Dari mana dia seharusnya memulai sekarang? Dia telah menutup semua jalan dengan memerintahkan rumah sakit untuk tidak memberinya informasi apa pun. Dia menghentikan langkahnya di tengah jalan. Ada satu petunjuk lain!

Orang tua yang diduga! Orang-orang yang diantar Aiden untuk bertemu dengannya. Jika mereka benar-benar orang tuanya, tentu mereka akan memiliki bukti. Foto-foto lama, dokumen, sesuatu yang bisa memicu ingatan.

Jika mereka tidak memiliki itu, maka pasti ada yang mencurigakan!

Butuh waktu sebentar tapi dia ingat nama jalannya. Dia memanggil taksi dan memberikan alamatnya pada sopir taksi. Sebuah simpul kecemasan mengencang di perutnya. Dia teringat perasaan tidak nyaman yang pernah dia rasakan. Ketika dia melihat gedung-gedung berlalu, dia tidak bisa tidak berpikir tentang betapa ironisnya itu. Hanya minggu lalu, dia membuat sebuah adegan ketika Aiden berusaha membawanya ke sana dan hari ini, dia pergi ke sana dengan sukarela.

"Nona, kami sudah sampai."

Kata-kata sopir itu menariknya kembali ke masa kini.
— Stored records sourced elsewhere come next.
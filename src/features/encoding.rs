//! Persisted merchant-category code table

use anyhow::{Context, Result};
use crc32fast::Hasher;
use serde::{Deserialize, Serialize};
use std::collections::{BTreeSet, HashMap};
use std::path::Path;
use tracing::{debug, info};

/// Code assigned to categories absent from the table
pub const UNKNOWN_CATEGORY_CODE: i32 = -1;

/// Stable category -> integer mapping.
///
/// Codes are positions in the lexicographically sorted set of categories seen
/// when the table was fit. The table is built once from history, written next
/// to the model, and loaded unchanged by the online path.
#[derive(Debug, Clone, PartialEq, Serialize, Deserialize)]
#[serde(from = "EncodingFile", into = "EncodingFile")]
pub struct CategoryEncoding {
    version: String,
    categories: Vec<String>,
    codes: HashMap<String, i32>,
}

/// On-disk shape
#[derive(Debug, Clone, Serialize, Deserialize)]
struct EncodingFile {
    version: String,
    categories: Vec<String>,
}

impl From<EncodingFile> for CategoryEncoding {
    fn from(file: EncodingFile) -> Self {
        Self::from_sorted(file.version, file.categories)
    }
}

impl From<CategoryEncoding> for EncodingFile {
    fn from(encoding: CategoryEncoding) -> Self {
        Self {
            version: encoding.version,
            categories: encoding.categories,
        }
    }
}

impl CategoryEncoding {
    /// Fit a table over every distinct category in `categories`.
    pub fn fit<'a, I>(categories: I) -> Self
    where
        I: IntoIterator<Item = &'a str>,
    {
        let sorted: Vec<String> = categories
            .into_iter()
            .collect::<BTreeSet<_>>()
            .into_iter()
            .map(str::to_string)
            .collect();
        let version = fingerprint(&sorted);
        Self::from_sorted(version, sorted)
    }

    fn from_sorted(version: String, categories: Vec<String>) -> Self {
        let codes = categories
            .iter()
            .enumerate()
            .map(|(code, name)| (name.clone(), code as i32))
            .collect();
        Self {
            version,
            categories,
            codes,
        }
    }

    /// Code for `category`, or `UNKNOWN_CATEGORY_CODE` if it was never seen
    pub fn code(&self, category: &str) -> i32 {
        match self.codes.get(category) {
            Some(&code) => code,
            None => {
                debug!(category, version = %self.version, "Category not in encoding table");
                UNKNOWN_CATEGORY_CODE
            }
        }
    }

    pub fn version(&self) -> &str {
        &self.version
    }

    pub fn categories(&self) -> &[String] {
        &self.categories
    }

    pub fn len(&self) -> usize {
        self.categories.len()
    }

    pub fn is_empty(&self) -> bool {
        self.categories.is_empty()
    }

    /// Load a table written by `save`
    pub fn load<P: AsRef<Path>>(path: P) -> Result<Self> {
        let path = path.as_ref();
        let raw = std::fs::read_to_string(path)
            .with_context(|| format!("Failed to read encoding table {}", path.display()))?;
        let encoding: Self = serde_json::from_str(&raw)
            .with_context(|| format!("Failed to parse encoding table {}", path.display()))?;
        info!(
            path = %path.display(),
            version = %encoding.version,
            categories = encoding.len(),
            "Category encoding loaded"
        );
        Ok(encoding)
    }

    pub fn save<P: AsRef<Path>>(&self, path: P) -> Result<()> {
        let path = path.as_ref();
        let json = serde_json::to_string_pretty(self)?;
        std::fs::write(path, json)
            .with_context(|| format!("Failed to write encoding table {}", path.display()))?;
        Ok(())
    }
}

fn fingerprint(categories: &[String]) -> String {
    let mut hasher = Hasher::new();
    for name in categories {
        hasher.update(name.as_bytes());
        hasher.update(&[0]);
    }
    format!("{:08x}", hasher.finalize())
}

#[cfg(test)]
mod tests {
    use super::*;

    #[test]
    fn test_codes_follow_sorted_order() {
        let encoding = CategoryEncoding::fit(
            ["Pharmacy", "Dining", "Groceries", "Dining", "Entertainment"]
                .iter()
                .copied(),
        );
        assert_eq!(encoding.len(), 4);
        assert_eq!(encoding.code("Dining"), 0);
        assert_eq!(encoding.code("Entertainment"), 1);
        assert_eq!(encoding.code("Groceries"), 2);
        assert_eq!(encoding.code("Pharmacy"), 3);
    }

    #[test]
    fn test_fit_is_independent_of_input_order() {
        let a = CategoryEncoding::fit(["Travel", "Dining"].iter().copied());
        let b = CategoryEncoding::fit(["Dining", "Travel", "Travel"].iter().copied());
        assert_eq!(a, b);
        assert_eq!(a.version(), b.version());
    }

    #[test]
    fn test_unknown_category() {
        let encoding = CategoryEncoding::fit(["Dining"].iter().copied());
        assert_eq!(encoding.code("Casino"), UNKNOWN_CATEGORY_CODE);
    }

    #[test]
    fn test_saved_table_reloads_identically() {
        let dir = tempfile::tempdir().unwrap();
        let path = dir.path().join("merchant_categories.json");
        let encoding = CategoryEncoding::fit(["Travel", "Electronics", "Dining"].iter().copied());

        encoding.save(&path).unwrap();
        let loaded = CategoryEncoding::load(&path).unwrap();

        assert_eq!(loaded, encoding);
        for name in encoding.categories() {
            assert_eq!(loaded.code(name), encoding.code(name));
        }
    }
}
//! Concurrent per-user state table for online scoring

use crate::error::ScoringError;
use crate::features::window::{trailing_window, UserState, WindowSnapshot};
use chrono::{DateTime, Duration, Utc};
use dashmap::DashMap;
use std::sync::Arc;
use tokio::sync::Mutex;
use tracing::debug;

/// Sharded map of per-user states, each behind its own async lock.
///
/// Different users proceed in parallel; transactions of the same user are
/// serialized on that user's lock. There is no table-wide lock.
#[derive(Debug)]
pub struct WindowTable {
    users: DashMap<i64, Arc<Mutex<UserState>>>,
    span: Duration,
}

impl WindowTable {
    pub fn new() -> Self {
        Self::with_span(trailing_window())
    }

    pub fn with_span(span: Duration) -> Self {
        Self {
            users: DashMap::new(),
            span,
        }
    }

    /// Record a transaction for `user_id` under that user's lock.
    ///
    /// The only await point is acquiring the lock. The update itself runs
    /// synchronously, so a cancelled caller either never touched the state or
    /// applied the whole update.
    pub async fn record(
        &self,
        user_id: i64,
        timestamp: DateTime<Utc>,
        amount: f64,
    ) -> Result<WindowSnapshot, ScoringError> {
        let slot = self.slot(user_id);
        let mut state = slot.lock().await;
        state.record(user_id, timestamp, amount, self.span)
    }

    fn slot(&self, user_id: i64) -> Arc<Mutex<UserState>> {
        Arc::clone(self.users.entry(user_id).or_default().value())
    }

    /// Copy of a user's current state
    pub async fn snapshot(&self, user_id: i64) -> Option<UserState> {
        let slot = self.users.get(&user_id).map(|s| Arc::clone(s.value()))?;
        let state = slot.lock().await;
        Some(state.clone())
    }

    pub fn user_count(&self) -> usize {
        self.users.len()
    }

    /// Drop users whose last event is older than `idle_for` before `now`.
    ///
    /// A slot is only removed while no request holds a handle to it. Removal
    /// resets that user's lifetime mean, so callers opt in explicitly.
    pub fn evict_idle(&self, now: DateTime<Utc>, idle_for: Duration) -> usize {
        let cutoff = now - idle_for;
        let before = self.users.len();

        self.users.retain(|_, slot| {
            if Arc::strong_count(slot) > 1 {
                return true;
            }
            match slot.try_lock() {
                Ok(state) => state.last_timestamp().is_some_and(|ts| ts > cutoff),
                Err(_) => true,
            }
        });

        let evicted = before.saturating_sub(self.users.len());
        if evicted > 0 {
            debug!(evicted, remaining = self.users.len(), "Evicted idle user states");
        }
        evicted
    }
}

impl Default for WindowTable {
    fn default() -> Self {
        Self::new()
    }
}

#[cfg(test)]
mod tests {
    use super::*;
    use chrono::TimeZone;

    fn t0() -> DateTime<Utc> {
        Utc.with_ymd_and_hms(2024, 6, 1, 8, 0, 0).unwrap()
    }

    #[tokio::test]
    async fn test_record_creates_user_lazily() {
        let table = WindowTable::new();
        assert_eq!(table.user_count(), 0);
        let snap = table.record(42, t0(), 80.0).await.unwrap();
        assert_eq!(snap.tx_count_24h, 1);
        assert_eq!(table.user_count(), 1);
    }

    #[tokio::test]
    async fn test_out_of_order_is_rejected() {
        let table = WindowTable::new();
        table.record(42, t0(), 80.0).await.unwrap();
        let err = table
            .record(42, t0() - Duration::seconds(1), 10.0)
            .await
            .unwrap_err();
        assert_eq!(err.kind(), "out_of_order");

        let state = table.snapshot(42).await.unwrap();
        assert_eq!(state.lifetime_count(), 1);
    }

    #[tokio::test]
    async fn test_concurrent_users_do_not_interfere() {
        let table = Arc::new(WindowTable::new());
        let mut handles = Vec::new();
        for user in 0..16_i64 {
            let table = table.clone();
            handles.push(tokio::spawn(async move {
                for i in 0..20 {
                    table
                        .record(user, t0() + Duration::minutes(i), (user + 1) as f64)
                        .await
                        .unwrap();
                }
            }));
        }
        for handle in handles {
            handle.await.unwrap();
        }

        assert_eq!(table.user_count(), 16);
        for user in 0..16_i64 {
            let state = table.snapshot(user).await.unwrap();
            assert_eq!(state.lifetime_count(), 20);
            assert_eq!(state.lifetime_sum(), 20.0 * (user + 1) as f64);
        }
    }

    #[tokio::test]
    async fn test_evict_idle_only_removes_stale_users() {
        let table = WindowTable::new();
        table.record(1, t0(), 10.0).await.unwrap();
        table.record(2, t0() + Duration::hours(5), 10.0).await.unwrap();

        let evicted = table.evict_idle(t0() + Duration::hours(6), Duration::hours(2));
        assert_eq!(evicted, 1);
        assert!(table.snapshot(1).await.is_none());
        assert!(table.snapshot(2).await.is_some());
    }

    #[tokio::test]
    async fn test_evict_idle_skips_locked_users() {
        let table = WindowTable::new();
        table.record(1, t0(), 10.0).await.unwrap();

        let slot = table.slot(1);
        let _guard = slot.lock().await;
        assert_eq!(table.evict_idle(t0() + Duration::days(30), Duration::hours(1)), 0);
    }
}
Dia membayar sopir itu dan keluar dari taksi, melihat-lihat dengan hati-hati. Tidak ada jalan kembali sekarang. Instingnya berteriak untuk berhati-hati saat dia menggenggam erat ujung roknya.

Inilah tempat mereka terakhir berhenti. Namun dia tidak tahu alamat pasti rumah pasangan itu.

Saat itu juga, dia melihat sebuah toko kecil di dekatnya dan memutuskan untuk mencoba peruntungannya di sana.

"Kamu tidak terlihat seperti penduduk sini, nona. Adakah yang bisa saya bantu?" seorang pria tua yang berada di toko bertanya.

Umumnya pria tua bersikap lembut tetapi dia terlihat... berbahaya.

"Saya sedang mencari sebuah pasangan yang tinggal di sekitar sini.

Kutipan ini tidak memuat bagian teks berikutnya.